THE PROBLEM: From the entries that follow, report every line in which "main" occurs.

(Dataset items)
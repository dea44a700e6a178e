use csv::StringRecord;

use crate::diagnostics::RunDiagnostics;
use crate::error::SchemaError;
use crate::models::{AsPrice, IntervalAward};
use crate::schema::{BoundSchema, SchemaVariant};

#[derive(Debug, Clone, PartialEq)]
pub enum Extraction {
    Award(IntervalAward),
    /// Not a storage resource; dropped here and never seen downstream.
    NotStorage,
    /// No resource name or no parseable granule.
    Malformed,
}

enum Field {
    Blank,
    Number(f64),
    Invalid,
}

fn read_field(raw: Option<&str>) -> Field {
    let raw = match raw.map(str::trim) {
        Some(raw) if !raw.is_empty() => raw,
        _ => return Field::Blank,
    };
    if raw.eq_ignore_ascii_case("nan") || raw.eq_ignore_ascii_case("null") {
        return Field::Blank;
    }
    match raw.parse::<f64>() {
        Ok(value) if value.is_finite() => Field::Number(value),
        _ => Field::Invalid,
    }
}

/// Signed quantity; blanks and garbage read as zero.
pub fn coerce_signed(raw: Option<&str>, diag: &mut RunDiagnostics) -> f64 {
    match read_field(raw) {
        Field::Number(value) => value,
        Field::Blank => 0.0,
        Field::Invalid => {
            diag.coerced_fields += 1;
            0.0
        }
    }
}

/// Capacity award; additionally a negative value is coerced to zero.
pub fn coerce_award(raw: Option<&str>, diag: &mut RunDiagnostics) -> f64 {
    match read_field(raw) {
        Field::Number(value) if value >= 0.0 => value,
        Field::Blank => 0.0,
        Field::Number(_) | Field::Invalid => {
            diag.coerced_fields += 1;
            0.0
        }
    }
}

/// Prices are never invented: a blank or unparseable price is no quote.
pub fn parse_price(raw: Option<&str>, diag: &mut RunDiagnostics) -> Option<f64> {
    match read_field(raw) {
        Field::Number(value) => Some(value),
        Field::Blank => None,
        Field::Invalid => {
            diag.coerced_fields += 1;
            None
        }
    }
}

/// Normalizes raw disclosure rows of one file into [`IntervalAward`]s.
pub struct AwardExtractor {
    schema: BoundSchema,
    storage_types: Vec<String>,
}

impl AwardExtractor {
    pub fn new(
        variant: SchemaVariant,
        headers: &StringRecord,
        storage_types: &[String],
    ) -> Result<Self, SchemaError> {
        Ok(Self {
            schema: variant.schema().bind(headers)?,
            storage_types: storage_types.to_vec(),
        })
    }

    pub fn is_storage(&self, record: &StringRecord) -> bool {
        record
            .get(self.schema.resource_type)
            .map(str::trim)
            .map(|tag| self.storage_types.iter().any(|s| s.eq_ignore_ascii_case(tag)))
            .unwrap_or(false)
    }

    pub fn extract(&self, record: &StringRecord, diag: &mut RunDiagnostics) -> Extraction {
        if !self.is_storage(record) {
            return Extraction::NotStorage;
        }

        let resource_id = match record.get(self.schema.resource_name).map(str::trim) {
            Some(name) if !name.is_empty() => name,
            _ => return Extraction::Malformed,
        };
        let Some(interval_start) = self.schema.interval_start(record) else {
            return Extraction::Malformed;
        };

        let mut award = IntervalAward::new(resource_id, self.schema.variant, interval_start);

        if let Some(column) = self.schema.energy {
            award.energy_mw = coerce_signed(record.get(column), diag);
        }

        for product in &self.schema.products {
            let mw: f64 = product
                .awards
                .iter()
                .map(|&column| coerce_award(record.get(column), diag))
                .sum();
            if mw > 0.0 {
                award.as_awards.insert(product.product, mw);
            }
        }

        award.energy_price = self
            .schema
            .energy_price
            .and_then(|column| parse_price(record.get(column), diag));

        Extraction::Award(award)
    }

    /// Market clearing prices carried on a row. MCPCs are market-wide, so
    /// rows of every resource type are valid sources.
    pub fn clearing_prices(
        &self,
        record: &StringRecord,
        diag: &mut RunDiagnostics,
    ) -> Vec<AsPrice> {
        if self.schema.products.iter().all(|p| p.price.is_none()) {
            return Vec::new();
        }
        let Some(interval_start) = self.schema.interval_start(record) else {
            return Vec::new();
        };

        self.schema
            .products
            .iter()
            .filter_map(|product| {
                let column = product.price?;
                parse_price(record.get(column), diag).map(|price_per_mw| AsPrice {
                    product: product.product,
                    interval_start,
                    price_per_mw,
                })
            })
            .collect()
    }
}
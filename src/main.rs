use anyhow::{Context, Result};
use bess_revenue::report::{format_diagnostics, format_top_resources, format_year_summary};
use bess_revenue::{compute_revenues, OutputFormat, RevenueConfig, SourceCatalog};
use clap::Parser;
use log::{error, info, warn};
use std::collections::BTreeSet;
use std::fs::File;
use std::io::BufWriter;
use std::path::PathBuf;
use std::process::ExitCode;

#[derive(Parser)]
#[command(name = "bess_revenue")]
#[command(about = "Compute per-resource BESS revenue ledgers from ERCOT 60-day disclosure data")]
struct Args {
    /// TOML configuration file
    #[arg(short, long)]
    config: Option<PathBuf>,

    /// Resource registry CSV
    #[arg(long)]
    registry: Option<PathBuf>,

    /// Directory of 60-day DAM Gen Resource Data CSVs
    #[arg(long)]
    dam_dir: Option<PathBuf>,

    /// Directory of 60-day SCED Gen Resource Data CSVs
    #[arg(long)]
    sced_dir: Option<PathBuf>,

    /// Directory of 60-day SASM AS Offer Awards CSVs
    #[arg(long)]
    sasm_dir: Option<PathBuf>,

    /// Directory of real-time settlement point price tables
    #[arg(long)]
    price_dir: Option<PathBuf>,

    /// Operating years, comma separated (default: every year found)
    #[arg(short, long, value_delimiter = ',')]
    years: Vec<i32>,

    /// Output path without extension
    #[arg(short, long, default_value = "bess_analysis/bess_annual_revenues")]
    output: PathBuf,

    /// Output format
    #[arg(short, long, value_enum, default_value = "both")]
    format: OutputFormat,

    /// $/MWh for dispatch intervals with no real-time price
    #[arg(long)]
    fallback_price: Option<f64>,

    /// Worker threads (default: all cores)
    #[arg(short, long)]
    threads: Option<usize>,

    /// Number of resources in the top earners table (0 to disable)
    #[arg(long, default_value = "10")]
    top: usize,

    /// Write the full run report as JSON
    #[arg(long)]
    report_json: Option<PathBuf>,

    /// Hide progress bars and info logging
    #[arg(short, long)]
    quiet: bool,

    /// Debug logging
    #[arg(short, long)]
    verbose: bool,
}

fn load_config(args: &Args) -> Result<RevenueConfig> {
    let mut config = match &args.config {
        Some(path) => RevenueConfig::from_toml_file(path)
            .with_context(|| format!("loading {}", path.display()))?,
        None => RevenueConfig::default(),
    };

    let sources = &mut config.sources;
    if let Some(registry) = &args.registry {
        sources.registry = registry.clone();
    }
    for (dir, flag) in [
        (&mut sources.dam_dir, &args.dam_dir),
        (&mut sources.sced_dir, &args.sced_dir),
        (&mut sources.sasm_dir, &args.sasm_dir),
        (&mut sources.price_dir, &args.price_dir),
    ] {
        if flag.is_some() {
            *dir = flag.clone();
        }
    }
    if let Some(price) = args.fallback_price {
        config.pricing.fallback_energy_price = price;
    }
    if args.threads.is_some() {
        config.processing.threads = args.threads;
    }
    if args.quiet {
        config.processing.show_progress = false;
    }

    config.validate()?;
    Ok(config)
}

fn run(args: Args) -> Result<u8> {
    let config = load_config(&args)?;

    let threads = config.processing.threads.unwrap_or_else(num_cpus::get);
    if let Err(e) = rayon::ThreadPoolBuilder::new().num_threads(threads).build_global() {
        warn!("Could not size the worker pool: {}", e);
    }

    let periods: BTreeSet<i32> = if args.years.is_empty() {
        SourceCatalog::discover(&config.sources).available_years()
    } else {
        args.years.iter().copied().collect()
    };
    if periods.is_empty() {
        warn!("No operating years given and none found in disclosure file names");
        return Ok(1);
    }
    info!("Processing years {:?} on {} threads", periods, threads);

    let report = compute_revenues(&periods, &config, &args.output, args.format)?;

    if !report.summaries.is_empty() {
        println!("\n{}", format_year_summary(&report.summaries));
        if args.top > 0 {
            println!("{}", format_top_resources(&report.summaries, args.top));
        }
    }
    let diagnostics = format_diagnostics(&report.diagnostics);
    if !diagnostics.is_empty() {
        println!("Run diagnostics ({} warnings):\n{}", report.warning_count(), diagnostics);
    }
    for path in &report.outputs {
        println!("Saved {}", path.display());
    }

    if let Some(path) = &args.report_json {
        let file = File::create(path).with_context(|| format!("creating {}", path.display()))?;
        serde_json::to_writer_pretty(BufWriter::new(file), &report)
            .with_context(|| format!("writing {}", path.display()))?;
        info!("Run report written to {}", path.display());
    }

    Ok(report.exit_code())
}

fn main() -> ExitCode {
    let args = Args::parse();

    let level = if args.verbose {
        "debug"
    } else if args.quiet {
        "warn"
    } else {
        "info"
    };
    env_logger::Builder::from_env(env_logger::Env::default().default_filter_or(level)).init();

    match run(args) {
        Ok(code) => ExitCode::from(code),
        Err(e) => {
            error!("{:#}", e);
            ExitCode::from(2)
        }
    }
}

EXERCISE OUTPUT:
filename src/main.rs
fn main() -> ExitCode {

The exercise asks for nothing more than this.